[[ Extracted information open ]]

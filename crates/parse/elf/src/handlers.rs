//! Per-region callbacks fired as stages complete.

use alloc::boxed::Box;

use crate::header::FileHeader;
use crate::section::SectionHeader;
use crate::segment::ProgramHeader;
use crate::symbol::Symbol;

/// Callback receiving the decoded file header.
pub type HeaderHandler = Box<dyn FnMut(&FileHeader)>;

/// Callback receiving each program header, in file order.
pub type ProgramHeaderHandler = Box<dyn FnMut(&ProgramHeader)>;

/// Callback receiving each section header and its resolved name.
pub type SectionHandler = Box<dyn FnMut(&SectionHeader, &str)>;

/// Callback receiving each symbol and its resolved name.
pub type SymbolHandler = Box<dyn FnMut(&Symbol, &str)>;

/// The set of registered callbacks. Any of them may be absent.
#[derive(Default)]
pub(crate) struct Handlers {
    pub(crate) header: Option<HeaderHandler>,
    pub(crate) program_header: Option<ProgramHeaderHandler>,
    pub(crate) section: Option<SectionHandler>,
    pub(crate) symbol: Option<SymbolHandler>,
}

impl Handlers {
    pub(crate) fn header(&mut self, hdr: &FileHeader) {
        if let Some(h) = self.header.as_mut() {
            h(hdr);
        }
    }

    pub(crate) fn program_headers<'a>(
        &mut self,
        phdrs: impl IntoIterator<Item = &'a ProgramHeader>,
    ) {
        if let Some(h) = self.program_header.as_mut() {
            for phdr in phdrs {
                h(phdr);
            }
        }
    }

    pub(crate) fn sections<'a>(
        &mut self,
        sections: impl IntoIterator<Item = (&'a str, &'a SectionHeader)>,
    ) {
        if let Some(h) = self.section.as_mut() {
            for (name, shdr) in sections {
                h(shdr, name);
            }
        }
    }

    pub(crate) fn symbols<'a>(
        &mut self,
        symbols: impl IntoIterator<Item = (&'a str, &'a Symbol)>,
    ) {
        if let Some(h) = self.symbol.as_mut() {
            for (name, sym) in symbols {
                h(sym, name);
            }
        }
    }
}

impl core::fmt::Debug for Handlers {
    fn fmt(&self, f: &mut core::fmt::Formatter<'_>) -> core::fmt::Result {
        f.debug_struct("Handlers")
            .field("header", &self.header.is_some())
            .field("program_header", &self.program_header.is_some())
            .field("section", &self.section.is_some())
            .field("symbol", &self.symbol.is_some())
            .finish()
    }
}

#[cfg(test)]
mod tests {
    use alloc::string::{String, ToString};
    use alloc::vec::Vec;
    use core::cell::RefCell;
    use std::rc::Rc;

    use super::*;

    fn shdr(sh_size: u64) -> SectionHeader {
        SectionHeader {
            sh_name: 0,
            sh_type: 1,
            sh_flags: 0,
            sh_addr: 0,
            sh_offset: 0,
            sh_size,
            sh_link: 0,
            sh_info: 0,
            sh_addralign: 1,
            sh_entsize: 0,
        }
    }

    #[test]
    fn section_handler_sees_every_entry_in_order() {
        let seen: Rc<RefCell<Vec<(String, u64)>>> = Rc::default();
        let log = seen.clone();
        let handler: SectionHandler =
            Box::new(move |s, name| log.borrow_mut().push((name.to_string(), s.sh_size)));
        let mut handlers = Handlers {
            section: Some(handler),
            ..Handlers::default()
        };

        let (text, data) = (shdr(0x30), shdr(0x8));
        handlers.sections([(".text", &text), (".data", &data)]);
        assert_eq!(
            *seen.borrow(),
            [(".text".to_string(), 0x30), (".data".to_string(), 0x8)]
        );
    }

    #[test]
    fn absent_handlers_are_skipped() {
        let mut handlers = Handlers::default();
        let text = shdr(0x30);
        handlers.sections([(".text", &text)]);
        assert_eq!(
            format!("{handlers:?}"),
            "Handlers { header: false, program_header: false, section: false, symbol: false }"
        );
    }
}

[[ Extracted information closed ]]

#### Try it:
Filter the listing above for lines with the word "Item", and copy each one you find.

#### Your solution:
        phdrs: impl IntoIterator<Item = &'a ProgramHeader>,
        sections: impl IntoIterator<Item = (&'a str, &'a SectionHeader)>,
        symbols: impl IntoIterator<Item = (&'a str, &'a Symbol)>,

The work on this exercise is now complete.